Space Imaging has released its new IKONOS Standard Ortho product line derived from its IKONOS satellite. Standard Ortho is a cost-effective mapping product that can be produced and delivered quickly. Designed for GIS professionals performing basic mapping projects or image classification and analysis, Standard Ortho is ortho-corrected with a horizontal accuracy of 50 meters (CE90) and obtains a 1:100,000 NMAS. As with all IKONOS imagery products, it is available in 1-meter, 4-meter or 1- and 4-meter bundles, with options of black-and-white, color or multispectral. Prices start at $22 per square kilometer.

Safe Software Inc. released an enhanced version of its Feature Manipulation Engine (FME) Geographic Data Files (GDF) reader to support TeleAtlas MultiNet 3.2 GDF (ASCII) sequential datasets.

UCLID Software released a new extension for ESRI ArcGIS. Swipe it! provides fast data entry of attributes, especially when the source document is a scanned image. A trial version is available.

MapInfo announced an update to its demographic data for its core Canadian products, making them the first demographic analysis offerings on the market to incorporate all available 2001 Census data from Statistics Canada. Among other things, MapInfo estimates 4% growth for the country.

LeadDog Consulting announced the release of Caracas, Venezuela street-level routing.

URISA's Fifth Annual GIS in Addressing Conference: Street Smart and Address Savvy is heading to Providence, Rhode Island, August 17-20, 2003. Abstracts are due March 28, 2003.

Digital India 2003 will be held July 10-12 2003, in Hyderabad, India.

Laser-Scan announced its annual User and Partner Conference for 17 - 18 July 2003, Cambridge, UK. I will open the conference with a keynote addressing the nature of interoperability and its role in today's geospatial solutions.

The Western Governors' Association (WGA), serving the Governors of the 18 western states and 3 US-Flag Pacific Islands, will host its second Western Cadastral Data and Policy Forum May 6-7, 2003, at the Wyndham Hotel in Salt Lake City, Utah.

The King Faisal Specialist Hospital and Research Centre will host a symposium called "Spatial and Temporal Clustering of Diseases and Risk Assessment in Public Health" on 9 - 10 December 2003, in Riyadh, Kingdom of Saudi Arabia.

Laser-Scan, in partnership with Ordnance Survey, is hosting a free seminar, specifically for the telecommunications industry. The event will be held Tuesday 29th April 2003 at the Ordnance Survey Business Centre, Southampton, UK.

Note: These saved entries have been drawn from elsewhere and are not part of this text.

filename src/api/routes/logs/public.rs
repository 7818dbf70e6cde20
//! Public types for the chat log API
use serde::{Deserialize, Serialize};

use crate::audit::LogRecord;

/// Response containing the most recent chat logs, newest first
#[derive(Serialize, Deserialize)]
pub struct LogsResponse {
    pub logs: Vec<LogRecord>,
}
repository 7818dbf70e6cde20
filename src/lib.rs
pub mod ai;
pub mod api;
pub mod audit;
pub mod cli;
pub mod core;
pub mod gemini;
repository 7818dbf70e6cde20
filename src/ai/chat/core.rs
use std::time::Duration;

use crate::audit::AuditLog;
use crate::gemini::{GeminiClient, GenerationConfig, REQUEST_TIMEOUT};
use super::interpret::display_text;
use super::models::{Transcript, Turn};
use super::request::build_request;

/// A single chat session with the support bot using the Gemini API.
///
/// Each call to `next_msg` runs one full turn: the whole transcript
/// plus the prompt is sent to the LLM, then the prompt and the reply
/// (or an apology if something went wrong) are added to the transcript
/// together and the exchange is written to the audit log.
///
/// Use `ChatBuilder` to construct a valid `Chat`.
pub struct Chat {
    client: GeminiClient,
    system_instruction: String,
    generation_config: GenerationConfig,
    audit: AuditLog,
    transcript: Transcript,
}

impl Chat {
    /// Runs the next turn in the chat and returns the text to show
    /// the user. Never fails, errors become a canned message.
    pub async fn next_msg(&mut self, prompt: &str) -> String {
        // Work on a copy so a turn dropped before the reply arrives
        // leaves the transcript as it was
        let mut pending = self.transcript.clone();
        pending.push(Turn::user(prompt));

        let request = build_request(
            &pending,
            &self.system_instruction,
            &self.generation_config,
        );
        let result = self.client.generate(&request).await;
        let reply = display_text(&result);

        pending.push(Turn::assistant(&reply));
        self.transcript = pending;

        // Logging happens after the reply is in the transcript so it
        // can only delay saving, never the answer itself
        self.audit.log_turn(prompt, &reply).await;

        reply
    }

    pub fn transcript(&self) -> &Transcript {
        &self.transcript
    }
}

pub struct ChatBuilder {
    api_hostname: String,
    api_key: String,
    model: String,
    system_instruction: String,
    generation_config: GenerationConfig,
    audit: AuditLog,
    transcript: Transcript,
    timeout: Duration,
}

impl ChatBuilder {
    pub fn new(api_hostname: &str, api_key: &str, model: &str) -> Self {
        Self {
            api_hostname: api_hostname.to_string(),
            api_key: api_key.to_string(),
            model: model.to_string(),
            system_instruction: String::new(),
            generation_config: GenerationConfig::default(),
            audit: AuditLog::disabled(),
            transcript: Transcript::new(),
            timeout: REQUEST_TIMEOUT,
        }
    }

    pub fn build(self) -> Chat {
        let client = GeminiClient::new(&self.api_hostname, &self.api_key, &self.model)
            .with_timeout(self.timeout);

        Chat {
            client,
            system_instruction: self.system_instruction,
            generation_config: self.generation_config,
            audit: self.audit,
            transcript: self.transcript,
        }
    }

    pub fn system_instruction(mut self, instruction: &str) -> Self {
        self.system_instruction = instruction.to_string();
        self
    }

    pub fn generation_config(mut self, config: GenerationConfig) -> Self {
        self.generation_config = config;
        self
    }

    pub fn audit_log(mut self, audit: &AuditLog) -> Self {
        self.audit = audit.clone();
        self
    }

    pub fn transcript(mut self, turns: Vec<Turn>) -> Self {
        self.transcript = Transcript::new_with_turns(turns);
        self
    }

    pub fn timeout(mut self, timeout: Duration) -> Self {
        self.timeout = timeout;
        self
    }
}
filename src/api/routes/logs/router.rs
//! Router for the chat log API

use std::sync::{Arc, RwLock};

use axum::{Router, extract::State, response::Json, routing::get};

use super::public;
use crate::api::state::AppState;

type SharedState = Arc<RwLock<AppState>>;

/// Get the most recent chat logs. Empty when logging is disabled.
async fn recent_logs(State(state): State<SharedState>) -> Json<public::LogsResponse> {
    let audit = state.read().expect("Unable to read share state").audit.clone();
    let logs = audit.recent().await;
    Json(public::LogsResponse { logs })
}

/// Create the chat log router
pub fn router() -> Router<SharedState> {
    Router::new().route("/", get(recent_logs))
}
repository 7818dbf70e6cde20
use anyhow::Result;
use clap::{Parser, Subcommand};
use tracing_subscriber::{layer::SubscriberExt, util::SubscriberInitExt};

pub mod chat;
pub mod logs;
pub mod serve;

use crate::core::AppConfig;

#[derive(Subcommand)]
enum Command {
    /// Run the API server and chat page
    Serve {
        /// Set the server host address
        #[arg(long, default_value = "127.0.0.1")]
        host: String,

        /// Set the server port
        #[arg(long, default_value = "2222")]
        port: String,
    },
    /// Start a chat session in the terminal
    Chat {},
    /// Print the most recent chat logs as JSON
    Logs {},
}

#[derive(Parser)]
#[command(author, version, about, long_about = None)]
#[command(propagate_version = true)]
pub struct Cli {
    #[command(subcommand)]
    command: Option<Command>,
}

fn init_tracing() {
    tracing_subscriber::registry()
        .with(
            tracing_subscriber::EnvFilter::try_from_default_env().unwrap_or_else(|_| {
                // axum logs rejections from built-in extractors with the `axum::rejection`
                // target, at `TRACE` level. `axum::rejection=trace` enables showing those events
                format! {
                    "{}=debug,tower_http=debug,axum::rejection=trace",
                    env!("CARGO_CRATE_NAME")
                }
                .into()
            }),
        )
        // Keep stdout for chat output
        .with(tracing_subscriber::fmt::layer().with_writer(std::io::stderr))
        .init();
}

pub async fn run() -> Result<()> {
    let args = Cli::parse();

    init_tracing();

    // Handle each sub command
    match args.command {
        Some(Command::Serve { host, port }) => {
            serve::run(host, port, AppConfig::from_env()?).await?;
        }
        Some(Command::Chat {}) => {
            chat::run(AppConfig::from_env()?).await?;
        }
        Some(Command::Logs {}) => {
            logs::run(AppConfig::db_path_from_env()).await?;
        }
        None => {}
    }

    Ok(())
}
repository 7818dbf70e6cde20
pub mod chat;
pub mod prompt;
use crate::gemini::{Content, GenerateContentRequest, GenerationConfig, SystemInstruction};

use super::models::Transcript;

/// Build the request for the next completion from the whole
/// transcript. The API is stateless so the full history is sent
/// every turn.
pub fn build_request(
    transcript: &Transcript,
    system_instruction: &str,
    generation_config: &GenerationConfig,
) -> GenerateContentRequest {
    let contents = transcript
        .iter()
        .map(|turn| Content::new(turn.role().to_wire(), turn.content()))
        .collect();

    GenerateContentRequest {
        contents,
        system_instruction: SystemInstruction::new(system_instruction),
        generation_config: generation_config.clone(),
    }
}
use chrono::{DateTime, Utc};
use serde::{Deserialize, Serialize};

/// One completed chat turn as saved to the chat log.
#[derive(Clone, Serialize, Deserialize, Debug, PartialEq)]
pub struct LogRecord {
    pub user_prompt: String,
    pub bot_response: String,
    pub timestamp: DateTime<Utc>,
}

impl LogRecord {
    pub fn new(user_prompt: &str, bot_response: &str) -> Self {
        Self {
            user_prompt: user_prompt.to_string(),
            bot_response: bot_response.to_string(),
            timestamp: Utc::now(),
        }
    }
}
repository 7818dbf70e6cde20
//! Wire types for the Gemini `generateContent` endpoint.
use serde::{Deserialize, Serialize};

#[derive(Clone, Serialize, Deserialize, Debug, PartialEq)]
pub enum Role {
    #[serde(rename = "user")]
    User,
    #[serde(rename = "model")]
    Model,
}

#[derive(Clone, Serialize, Deserialize, Debug, PartialEq)]
pub struct Part {
    pub text: String,
}

#[derive(Clone, Serialize, Deserialize, Debug, PartialEq)]
pub struct Content {
    pub role: Role,
    pub parts: Vec<Part>,
}

impl Content {
    pub fn new(role: Role, text: &str) -> Self {
        Self {
            role,
            parts: vec![Part {
                text: text.to_string(),
            }],
        }
    }
}

// The system instruction has no role, only parts
#[derive(Clone, Serialize, Deserialize, Debug, PartialEq)]
pub struct SystemInstruction {
    pub parts: Vec<Part>,
}

impl SystemInstruction {
    pub fn new(text: &str) -> Self {
        Self {
            parts: vec![Part {
                text: text.to_string(),
            }],
        }
    }
}

#[derive(Clone, Serialize, Deserialize, Debug, PartialEq)]
#[serde(rename_all = "camelCase")]
pub struct GenerationConfig {
    pub temperature: f32,
    pub top_p: f32,
    pub top_k: u32,
    pub max_output_tokens: u32,
}

impl Default for GenerationConfig {
    fn default() -> Self {
        Self {
            temperature: 0.7,
            top_p: 0.9,
            top_k: 40,
            max_output_tokens: 2048,
        }
    }
}

#[derive(Clone, Serialize, Deserialize, Debug, PartialEq)]
#[serde(rename_all = "camelCase")]
pub struct GenerateContentRequest {
    pub contents: Vec<Content>,
    pub system_instruction: SystemInstruction,
    pub generation_config: GenerationConfig,
}

// Everything in the response is optional so that a missing field
// shows up as `None` rather than a parse error. Deciding what a
// missing field means happens in `parse_completion`.

#[derive(Deserialize, Debug)]
#[serde(rename_all = "camelCase")]
pub struct GenerateContentResponse {
    pub candidates: Option<Vec<Candidate>>,
    pub prompt_feedback: Option<PromptFeedback>,
}

#[derive(Deserialize, Debug)]
pub struct Candidate {
    pub content: Option<CandidateContent>,
}

#[derive(Deserialize, Debug)]
pub struct CandidateContent {
    pub parts: Option<Vec<PartResponse>>,
}

#[derive(Deserialize, Debug)]
pub struct PartResponse {
    pub text: Option<String>,
}

#[derive(Deserialize, Debug)]
#[serde(rename_all = "camelCase")]
pub struct PromptFeedback {
    pub block_reason: Option<String>,
}

// Error envelope returned with non-2xx statuses
#[derive(Deserialize, Debug)]
pub struct ErrorWrapper {
    pub error: ErrorBody,
}

#[derive(Deserialize, Debug)]
pub struct ErrorBody {
    pub code: Option<i32>,
    pub message: Option<String>,
    pub status: Option<String>,
}
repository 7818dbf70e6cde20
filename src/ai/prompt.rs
//! Reusable prompts using Handlebars for templating. Strict mode
//! makes a missing variable an error instead of an empty string.

use std::fmt;

use anyhow::{Error, Result};
use chrono::NaiveDate;
use handlebars::Handlebars;
use serde_json::json;

#[derive(Debug)]
pub enum Prompt {
    SupportBot,
}

impl fmt::Display for Prompt {
    fn fmt(&self, f: &mut fmt::Formatter) -> fmt::Result {
        fmt::Debug::fmt(self, f)
    }
}

const SUPPORT_BOT_PROMPT: &str = r#"
You are 'SupportBot', a friendly and professional AI customer support assistant.
Your primary goal is to provide clear, accurate, and helpful information to users.

**Instructions:**
- Always start with a warm and friendly greeting.
- Use formatting like bullet points (*) or bold text (**) to make your answers easy to read.
- If a user's question is vague, ask clarifying questions to better understand their needs before providing an answer.
- If you do not know the answer to a question, politely and honestly say "I'm sorry, I don't have the information on that. Please contact our human support team at support@example.com for more detailed assistance."
- Maintain a positive, patient, and professional tone throughout the conversation.
- Conclude your responses by asking if there is anything else you can help with.

**Boundaries:**
- Strictly avoid engaging in off-topic conversations, expressing personal opinions, or generating any unsafe or inappropriate content.
- Do not provide financial, legal, or medical advice under any circumstances.

**Context:**
- For your reference, the current date is {{today}}.
- You are assisting users primarily based in India.
"#;

pub fn templates<'a>() -> Result<Handlebars<'a>, Error> {
    let mut registry = Handlebars::new();
    registry.set_strict_mode(true);
    // Prompts are plain text, not HTML
    registry.register_escape_fn(handlebars::no_escape);
    registry.register_template_string(&Prompt::SupportBot.to_string(), SUPPORT_BOT_PROMPT)?;
    Ok(registry)
}

/// Render the support bot system instruction for the given date.
pub fn support_prompt(today: NaiveDate) -> Result<String, Error> {
    let rendered = templates()?.render(
        &Prompt::SupportBot.to_string(),
        &json!({ "today": today.format("%A, %B %-d, %Y").to_string() }),
    )?;
    Ok(rendered)
}
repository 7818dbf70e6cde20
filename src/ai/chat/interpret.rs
use crate::gemini::CompletionResult;

pub const TRANSPORT_FAILURE_MESSAGE: &str =
    "Failed to communicate with the AI service. Please try again later.";
pub const UNEXPECTED_FAILURE_MESSAGE: &str = "An internal server error occurred.";

/// The text shown to the user for a completion. Failure details are
/// only logged, never returned.
pub fn display_text(result: &CompletionResult) -> String {
    match result {
        CompletionResult::Success(text) => text.clone(),
        CompletionResult::Blocked(reason) => format!(
            "I'm sorry, I couldn't generate a response. Reason: {}",
            reason
        ),
        CompletionResult::TransportFailure(detail) => {
            tracing::error!("API request error: {}", detail);
            TRANSPORT_FAILURE_MESSAGE.to_string()
        }
        CompletionResult::UnexpectedFailure(failure) => {
            tracing::error!("An unexpected error occurred: {}", failure);
            UNEXPECTED_FAILURE_MESSAGE.to_string()
        }
    }
}
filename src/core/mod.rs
mod config;
pub mod db;
pub use config::*;
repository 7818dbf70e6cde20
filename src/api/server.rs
use std::sync::{Arc, RwLock};

use anyhow::Result;
use axum::middleware;
use axum::{Router, extract::Request, response::Response};
use http::{HeaderValue, header};
use tower::ServiceBuilder;
use tower_http::cors::CorsLayer;
use tower_http::services::ServeDir;
use tower_http::trace::TraceLayer;

use super::routes;
use crate::api::state::AppState;
use crate::audit::AuditLog;
use crate::core::AppConfig;

async fn set_static_cache_control(request: Request, next: middleware::Next) -> Response {
    let mut response = next.run(request).await;
    response
        .headers_mut()
        .insert(header::CACHE_CONTROL, HeaderValue::from_static("no-cache"));
    response
}

pub fn app(shared_state: Arc<RwLock<AppState>>) -> Router {
    let cors = CorsLayer::permissive();

    Router::new()
        // API routes
        .nest("/api", routes::router())
        // Static server of the chat page in ./web-ui
        .fallback_service(
            ServiceBuilder::new()
                .layer(middleware::from_fn(set_static_cache_control))
                .service(ServeDir::new("./web-ui/src")),
        )
        .layer(TraceLayer::new_for_http())
        .layer(cors)
        .with_state(Arc::clone(&shared_state))
}

// Run the server
pub async fn serve(host: String, port: String, config: AppConfig) -> Result<()> {
    // Connect once at startup, the handle is shared by every session
    let audit = AuditLog::connect(config.db_path.as_deref()).await;

    let app_state = AppState::new(audit, config);
    let shared_state = Arc::new(RwLock::new(app_state));
    let app = app(Arc::clone(&shared_state));

    let listener = tokio::net::TcpListener::bind(format!("{}:{}", host, port)).await?;

    tracing::info!("Server started. Listening on {}", listener.local_addr()?);

    axum::serve(listener, app).await?;

    Ok(())
}
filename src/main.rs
use anyhow::Result;
use supportbot::cli;

#[tokio::main]
async fn main() -> Result<()> {
    cli::run().await
}
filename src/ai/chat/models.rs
//! The core models for managing a stateful chat with an LLM.
use serde::{Deserialize, Serialize};

use crate::gemini;

pub const DEFAULT_GREETING: &str = "Hello! How can I assist you today?";

#[derive(Clone, Copy, Serialize, Deserialize, Debug, PartialEq, Eq)]
pub enum Role {
    #[serde(rename = "user")]
    User,
    #[serde(rename = "assistant")]
    Assistant,
}

impl Role {
    /// Gemini calls the assistant "model".
    pub fn to_wire(self) -> gemini::Role {
        match self {
            Role::User => gemini::Role::User,
            Role::Assistant => gemini::Role::Model,
        }
    }

    pub fn from_wire(role: &gemini::Role) -> Self {
        match role {
            gemini::Role::User => Role::User,
            gemini::Role::Model => Role::Assistant,
        }
    }
}

/// A single message in a chat. Fields are private so a turn can't
/// change after it's created.
#[derive(Clone, Serialize, Deserialize, Debug, PartialEq)]
pub struct Turn {
    role: Role,
    content: String,
}

impl Turn {
    pub fn new(role: Role, content: &str) -> Self {
        Self {
            role,
            content: content.to_string(),
        }
    }

    pub fn user(content: &str) -> Self {
        Self::new(Role::User, content)
    }

    pub fn assistant(content: &str) -> Self {
        Self::new(Role::Assistant, content)
    }

    pub fn role(&self) -> Role {
        self.role
    }

    pub fn content(&self) -> &str {
        &self.content
    }
}

/// Ordered, append-only history of a single chat session. Always
/// starts with at least one turn, the assistant greeting unless
/// other turns were provided.
#[derive(Clone, Debug)]
pub struct Transcript(Vec<Turn>);

impl Default for Transcript {
    fn default() -> Self {
        Self::new()
    }
}

impl Transcript {
    pub fn new() -> Self {
        Self(vec![Turn::assistant(DEFAULT_GREETING)])
    }

    pub fn new_with_turns(turns: Vec<Turn>) -> Self {
        if turns.is_empty() {
            return Self::new();
        }
        Self(turns)
    }

    pub fn turns(&self) -> &[Turn] {
        &self.0
    }

    pub fn push(&mut self, turn: Turn) {
        self.0.push(turn)
    }

    pub fn iter(&self) -> std::slice::Iter<'_, Turn> {
        self.0.iter()
    }

    pub fn last(&self) -> Option<&Turn> {
        self.0.last()
    }

    pub fn len(&self) -> usize {
        self.0.len()
    }

    pub fn is_empty(&self) -> bool {
        self.0.is_empty()
    }
}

Laser-Scan's partner, SciSys, will host a free half-day seminar for UK Government to find out about the benefits of GIS on Wednesday April 30th at the SciSys Head Office, Chippenham, Wiltshire, UK.

Delegates will learn:

How GIS can help in achieving 2005 e-government targets
How GIS and data re-engineering can help solve specific problems
How to implement a successful GIS strategy within their organisation.

ESRI Virtual Campus presents Learning ArcIMS 4, a new online course that introduces the latest release of ArcIMS, ESRI's solution for distributing geographic information system (GIS) capabilities on the Web.

Hires and New Offices
Applied Geographics, Inc. (AGI) announced the addition of Rachel Hoffman as a GIS Analyst for the State and Local Government sector of their recently relocated Manchester, Connecticut office.

Azteca Systems, Inc. announced that Darrin Farmer joins the company as the Regional Representative for the Western Region. Mr. Farmer joins Azteca Systems from Digital Architects, Irving Texas where he served as the technology consulting firm's Professional Services Director. He will be opening Azteca System's Western Regional Office near Los Angeles California, serving the states of California, Nevada, Oregon, Washington, Alaska and Hawaii.